BEGIN Data records

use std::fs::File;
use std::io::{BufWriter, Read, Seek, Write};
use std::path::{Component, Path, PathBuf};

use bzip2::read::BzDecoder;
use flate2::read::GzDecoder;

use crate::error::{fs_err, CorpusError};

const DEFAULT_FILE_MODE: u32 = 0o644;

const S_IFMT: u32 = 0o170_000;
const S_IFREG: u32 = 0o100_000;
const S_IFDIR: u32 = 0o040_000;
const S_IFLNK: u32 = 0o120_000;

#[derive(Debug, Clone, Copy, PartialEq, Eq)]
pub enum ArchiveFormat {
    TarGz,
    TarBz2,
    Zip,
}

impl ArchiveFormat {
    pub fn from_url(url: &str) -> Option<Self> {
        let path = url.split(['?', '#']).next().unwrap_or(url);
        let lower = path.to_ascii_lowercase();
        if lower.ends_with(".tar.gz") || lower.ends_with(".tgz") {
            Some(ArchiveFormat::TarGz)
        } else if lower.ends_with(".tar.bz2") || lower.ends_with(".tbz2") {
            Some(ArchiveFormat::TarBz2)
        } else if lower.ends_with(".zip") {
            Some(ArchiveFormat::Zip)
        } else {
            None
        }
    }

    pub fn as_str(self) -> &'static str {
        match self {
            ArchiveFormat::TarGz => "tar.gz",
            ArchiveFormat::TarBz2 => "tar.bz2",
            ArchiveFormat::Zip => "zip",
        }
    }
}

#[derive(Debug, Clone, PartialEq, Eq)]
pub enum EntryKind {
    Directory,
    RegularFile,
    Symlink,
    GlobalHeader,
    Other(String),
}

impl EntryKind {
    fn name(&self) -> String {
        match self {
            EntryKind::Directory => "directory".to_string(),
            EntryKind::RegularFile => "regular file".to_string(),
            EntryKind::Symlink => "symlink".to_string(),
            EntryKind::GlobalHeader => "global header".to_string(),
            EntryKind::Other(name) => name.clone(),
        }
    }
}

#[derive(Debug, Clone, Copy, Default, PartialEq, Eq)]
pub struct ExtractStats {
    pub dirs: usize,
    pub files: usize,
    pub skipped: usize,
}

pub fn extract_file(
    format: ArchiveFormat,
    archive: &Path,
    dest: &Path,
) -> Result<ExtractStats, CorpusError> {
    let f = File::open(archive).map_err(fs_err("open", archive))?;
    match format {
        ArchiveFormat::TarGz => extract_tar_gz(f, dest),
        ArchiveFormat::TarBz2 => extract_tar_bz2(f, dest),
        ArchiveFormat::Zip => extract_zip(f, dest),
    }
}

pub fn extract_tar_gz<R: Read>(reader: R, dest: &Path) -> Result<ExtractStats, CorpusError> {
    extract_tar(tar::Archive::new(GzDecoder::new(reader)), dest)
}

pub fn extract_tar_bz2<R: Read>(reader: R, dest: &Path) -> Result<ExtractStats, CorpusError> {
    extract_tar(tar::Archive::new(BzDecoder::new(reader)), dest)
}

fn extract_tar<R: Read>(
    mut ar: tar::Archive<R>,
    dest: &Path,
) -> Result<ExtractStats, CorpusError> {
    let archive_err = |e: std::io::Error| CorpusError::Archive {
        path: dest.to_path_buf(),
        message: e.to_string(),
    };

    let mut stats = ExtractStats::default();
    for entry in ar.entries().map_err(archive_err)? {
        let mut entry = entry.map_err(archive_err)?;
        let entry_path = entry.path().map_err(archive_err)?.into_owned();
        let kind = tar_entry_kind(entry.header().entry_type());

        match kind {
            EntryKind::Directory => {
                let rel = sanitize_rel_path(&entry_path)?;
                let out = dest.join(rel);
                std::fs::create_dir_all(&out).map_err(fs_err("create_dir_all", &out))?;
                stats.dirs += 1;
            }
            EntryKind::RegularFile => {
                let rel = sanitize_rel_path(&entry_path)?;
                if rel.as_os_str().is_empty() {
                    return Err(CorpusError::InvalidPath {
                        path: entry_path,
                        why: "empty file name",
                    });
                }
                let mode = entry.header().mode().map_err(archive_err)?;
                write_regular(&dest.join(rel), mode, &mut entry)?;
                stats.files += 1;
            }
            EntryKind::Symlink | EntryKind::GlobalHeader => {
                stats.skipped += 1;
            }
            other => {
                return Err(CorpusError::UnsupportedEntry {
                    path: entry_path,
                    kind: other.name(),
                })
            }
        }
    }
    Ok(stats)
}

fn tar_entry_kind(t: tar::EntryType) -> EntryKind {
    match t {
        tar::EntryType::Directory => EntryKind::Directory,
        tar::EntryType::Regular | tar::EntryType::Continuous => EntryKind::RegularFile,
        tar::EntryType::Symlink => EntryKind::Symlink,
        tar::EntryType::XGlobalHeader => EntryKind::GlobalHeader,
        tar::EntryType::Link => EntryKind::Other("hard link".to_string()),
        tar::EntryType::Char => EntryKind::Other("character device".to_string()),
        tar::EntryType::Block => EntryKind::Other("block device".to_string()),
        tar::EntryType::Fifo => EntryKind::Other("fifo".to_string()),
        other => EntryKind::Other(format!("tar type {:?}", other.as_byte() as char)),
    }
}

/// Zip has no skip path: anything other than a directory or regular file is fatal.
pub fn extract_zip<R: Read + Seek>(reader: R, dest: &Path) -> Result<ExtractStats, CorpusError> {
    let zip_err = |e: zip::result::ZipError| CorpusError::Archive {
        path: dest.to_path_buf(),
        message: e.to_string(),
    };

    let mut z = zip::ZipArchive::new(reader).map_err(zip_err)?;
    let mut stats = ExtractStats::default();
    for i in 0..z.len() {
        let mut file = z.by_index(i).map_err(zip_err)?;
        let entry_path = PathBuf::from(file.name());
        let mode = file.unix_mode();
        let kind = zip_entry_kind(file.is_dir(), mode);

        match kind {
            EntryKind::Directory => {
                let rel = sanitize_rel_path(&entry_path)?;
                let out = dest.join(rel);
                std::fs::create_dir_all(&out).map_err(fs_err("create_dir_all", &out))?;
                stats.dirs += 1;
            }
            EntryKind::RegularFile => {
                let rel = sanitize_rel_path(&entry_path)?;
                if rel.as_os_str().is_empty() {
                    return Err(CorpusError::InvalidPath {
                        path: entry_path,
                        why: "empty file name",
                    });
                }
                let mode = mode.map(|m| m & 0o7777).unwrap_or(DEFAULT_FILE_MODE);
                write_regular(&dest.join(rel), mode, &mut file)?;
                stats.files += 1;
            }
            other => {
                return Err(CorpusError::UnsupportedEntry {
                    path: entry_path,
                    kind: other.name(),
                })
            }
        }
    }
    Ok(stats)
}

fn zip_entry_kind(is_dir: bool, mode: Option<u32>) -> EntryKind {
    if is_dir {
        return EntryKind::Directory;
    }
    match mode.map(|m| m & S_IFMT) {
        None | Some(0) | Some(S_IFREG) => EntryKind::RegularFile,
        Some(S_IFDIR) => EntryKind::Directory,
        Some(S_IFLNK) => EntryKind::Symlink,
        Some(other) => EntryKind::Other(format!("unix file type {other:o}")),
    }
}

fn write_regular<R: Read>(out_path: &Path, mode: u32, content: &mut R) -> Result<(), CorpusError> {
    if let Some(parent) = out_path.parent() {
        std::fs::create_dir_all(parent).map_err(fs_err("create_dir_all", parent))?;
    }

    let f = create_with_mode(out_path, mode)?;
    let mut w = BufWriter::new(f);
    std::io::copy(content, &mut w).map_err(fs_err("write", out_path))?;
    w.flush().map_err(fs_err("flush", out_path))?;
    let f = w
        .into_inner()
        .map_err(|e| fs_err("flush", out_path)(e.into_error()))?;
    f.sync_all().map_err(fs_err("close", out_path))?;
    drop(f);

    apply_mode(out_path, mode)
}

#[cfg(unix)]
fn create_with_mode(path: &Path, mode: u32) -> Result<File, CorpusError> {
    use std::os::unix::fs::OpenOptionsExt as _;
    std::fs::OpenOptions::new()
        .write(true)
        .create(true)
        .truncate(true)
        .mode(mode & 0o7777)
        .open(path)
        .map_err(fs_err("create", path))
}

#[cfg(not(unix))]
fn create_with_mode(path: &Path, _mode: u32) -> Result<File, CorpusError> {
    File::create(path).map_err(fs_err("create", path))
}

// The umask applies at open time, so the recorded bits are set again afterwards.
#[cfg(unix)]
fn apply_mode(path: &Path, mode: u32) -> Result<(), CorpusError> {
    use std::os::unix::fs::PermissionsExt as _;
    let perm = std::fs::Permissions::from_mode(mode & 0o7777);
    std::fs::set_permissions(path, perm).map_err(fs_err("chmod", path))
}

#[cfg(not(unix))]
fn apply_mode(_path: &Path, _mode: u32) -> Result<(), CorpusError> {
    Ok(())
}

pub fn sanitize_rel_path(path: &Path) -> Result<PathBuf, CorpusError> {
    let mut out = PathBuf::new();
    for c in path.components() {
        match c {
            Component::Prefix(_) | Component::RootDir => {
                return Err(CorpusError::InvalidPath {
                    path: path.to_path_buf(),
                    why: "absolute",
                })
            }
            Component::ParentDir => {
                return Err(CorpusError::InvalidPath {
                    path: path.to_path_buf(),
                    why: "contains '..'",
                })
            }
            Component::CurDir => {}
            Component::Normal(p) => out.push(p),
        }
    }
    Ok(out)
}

END Data records
BEGIN Data records

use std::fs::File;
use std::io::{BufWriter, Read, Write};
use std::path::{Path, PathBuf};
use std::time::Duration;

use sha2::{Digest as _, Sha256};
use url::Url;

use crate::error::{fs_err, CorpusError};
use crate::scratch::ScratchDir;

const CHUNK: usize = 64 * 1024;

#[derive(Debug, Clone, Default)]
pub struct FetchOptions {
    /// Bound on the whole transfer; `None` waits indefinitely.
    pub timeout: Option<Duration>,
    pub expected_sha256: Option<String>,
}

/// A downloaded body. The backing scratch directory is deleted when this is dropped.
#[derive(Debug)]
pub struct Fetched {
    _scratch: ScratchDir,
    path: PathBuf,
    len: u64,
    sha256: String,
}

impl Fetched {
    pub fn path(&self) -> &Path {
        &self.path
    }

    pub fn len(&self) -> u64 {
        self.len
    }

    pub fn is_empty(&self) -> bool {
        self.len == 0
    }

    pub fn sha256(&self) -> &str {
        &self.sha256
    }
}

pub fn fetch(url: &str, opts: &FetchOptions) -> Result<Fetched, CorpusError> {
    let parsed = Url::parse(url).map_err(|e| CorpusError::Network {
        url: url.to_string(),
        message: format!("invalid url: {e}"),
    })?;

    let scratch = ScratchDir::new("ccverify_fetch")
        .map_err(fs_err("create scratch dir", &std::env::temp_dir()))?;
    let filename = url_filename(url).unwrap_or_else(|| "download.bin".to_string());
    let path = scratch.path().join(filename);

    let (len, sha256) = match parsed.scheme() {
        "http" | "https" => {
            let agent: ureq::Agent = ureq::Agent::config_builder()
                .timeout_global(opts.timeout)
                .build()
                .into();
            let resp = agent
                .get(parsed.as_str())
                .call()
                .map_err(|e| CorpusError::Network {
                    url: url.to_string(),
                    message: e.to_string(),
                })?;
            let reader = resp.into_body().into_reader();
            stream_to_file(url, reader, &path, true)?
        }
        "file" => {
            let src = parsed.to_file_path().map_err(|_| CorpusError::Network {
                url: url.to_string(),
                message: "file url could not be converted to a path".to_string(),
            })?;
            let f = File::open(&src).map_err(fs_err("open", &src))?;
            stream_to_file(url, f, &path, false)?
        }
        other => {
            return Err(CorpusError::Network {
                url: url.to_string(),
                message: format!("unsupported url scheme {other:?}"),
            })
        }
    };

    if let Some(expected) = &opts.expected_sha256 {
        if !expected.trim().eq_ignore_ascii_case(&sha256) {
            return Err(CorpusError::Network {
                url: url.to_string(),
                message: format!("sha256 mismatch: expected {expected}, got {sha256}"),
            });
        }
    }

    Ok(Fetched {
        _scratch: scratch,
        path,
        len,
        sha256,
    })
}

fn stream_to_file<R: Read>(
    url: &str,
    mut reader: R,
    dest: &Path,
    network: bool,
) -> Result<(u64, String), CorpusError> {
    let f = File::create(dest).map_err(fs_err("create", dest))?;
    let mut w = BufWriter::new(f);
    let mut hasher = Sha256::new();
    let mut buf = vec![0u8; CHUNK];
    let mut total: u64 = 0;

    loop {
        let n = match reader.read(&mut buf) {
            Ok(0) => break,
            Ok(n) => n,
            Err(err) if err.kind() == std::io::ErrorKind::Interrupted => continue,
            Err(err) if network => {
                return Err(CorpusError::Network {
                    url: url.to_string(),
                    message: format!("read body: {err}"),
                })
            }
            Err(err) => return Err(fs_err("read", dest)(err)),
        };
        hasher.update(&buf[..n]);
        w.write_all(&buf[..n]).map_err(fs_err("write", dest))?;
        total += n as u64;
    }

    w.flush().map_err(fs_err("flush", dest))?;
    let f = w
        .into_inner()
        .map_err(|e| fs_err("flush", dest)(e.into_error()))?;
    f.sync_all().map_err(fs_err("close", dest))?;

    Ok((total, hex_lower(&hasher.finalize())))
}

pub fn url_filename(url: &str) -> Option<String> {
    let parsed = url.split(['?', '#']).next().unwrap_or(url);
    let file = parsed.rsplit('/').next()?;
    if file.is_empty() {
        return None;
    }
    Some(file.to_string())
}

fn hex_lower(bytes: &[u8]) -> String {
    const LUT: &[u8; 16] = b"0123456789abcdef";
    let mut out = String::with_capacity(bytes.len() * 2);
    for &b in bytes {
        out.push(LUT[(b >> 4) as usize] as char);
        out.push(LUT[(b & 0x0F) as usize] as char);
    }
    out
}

END Data records
BEGIN Data records

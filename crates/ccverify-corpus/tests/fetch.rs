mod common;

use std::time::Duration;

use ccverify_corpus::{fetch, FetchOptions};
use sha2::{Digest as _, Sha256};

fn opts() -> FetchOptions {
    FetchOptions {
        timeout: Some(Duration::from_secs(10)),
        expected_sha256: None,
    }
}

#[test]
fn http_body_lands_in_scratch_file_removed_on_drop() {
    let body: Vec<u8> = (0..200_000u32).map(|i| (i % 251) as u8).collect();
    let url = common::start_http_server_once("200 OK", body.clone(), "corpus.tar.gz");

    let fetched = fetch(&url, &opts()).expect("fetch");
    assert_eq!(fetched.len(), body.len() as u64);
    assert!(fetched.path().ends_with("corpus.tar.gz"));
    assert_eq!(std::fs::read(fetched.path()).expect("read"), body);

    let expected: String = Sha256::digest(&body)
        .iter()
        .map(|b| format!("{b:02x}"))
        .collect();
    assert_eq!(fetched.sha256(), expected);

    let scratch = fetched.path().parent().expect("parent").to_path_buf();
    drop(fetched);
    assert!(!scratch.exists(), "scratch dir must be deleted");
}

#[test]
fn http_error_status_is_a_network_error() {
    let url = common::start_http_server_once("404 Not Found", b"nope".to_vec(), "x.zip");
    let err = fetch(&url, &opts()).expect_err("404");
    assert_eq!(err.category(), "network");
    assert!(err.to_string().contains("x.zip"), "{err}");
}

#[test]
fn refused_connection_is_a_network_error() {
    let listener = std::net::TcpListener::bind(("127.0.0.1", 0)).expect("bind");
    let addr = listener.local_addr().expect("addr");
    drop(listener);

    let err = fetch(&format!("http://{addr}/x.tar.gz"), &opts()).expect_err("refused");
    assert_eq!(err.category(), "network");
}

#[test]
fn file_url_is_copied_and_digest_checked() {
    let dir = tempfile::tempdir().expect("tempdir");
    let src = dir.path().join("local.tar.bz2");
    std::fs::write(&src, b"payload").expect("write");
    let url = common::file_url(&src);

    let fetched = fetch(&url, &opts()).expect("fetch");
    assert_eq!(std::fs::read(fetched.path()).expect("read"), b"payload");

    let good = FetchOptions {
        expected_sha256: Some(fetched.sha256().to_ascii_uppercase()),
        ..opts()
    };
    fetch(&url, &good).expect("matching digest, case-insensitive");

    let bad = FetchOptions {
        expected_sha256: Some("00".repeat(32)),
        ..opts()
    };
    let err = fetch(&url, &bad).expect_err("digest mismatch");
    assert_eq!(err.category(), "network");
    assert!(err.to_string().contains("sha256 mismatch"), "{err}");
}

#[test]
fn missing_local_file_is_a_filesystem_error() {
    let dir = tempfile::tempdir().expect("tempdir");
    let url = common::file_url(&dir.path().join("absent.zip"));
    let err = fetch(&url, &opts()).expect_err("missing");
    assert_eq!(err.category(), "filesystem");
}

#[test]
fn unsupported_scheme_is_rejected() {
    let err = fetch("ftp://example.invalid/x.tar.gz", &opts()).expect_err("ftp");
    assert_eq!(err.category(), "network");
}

END Data records

• **Work request**
Make a copy of each line in the records above that has the word "deleted".

• **Response below**
/// A downloaded body. The backing scratch directory is deleted when this is dropped.
    assert!(!scratch.exists(), "scratch dir must be deleted");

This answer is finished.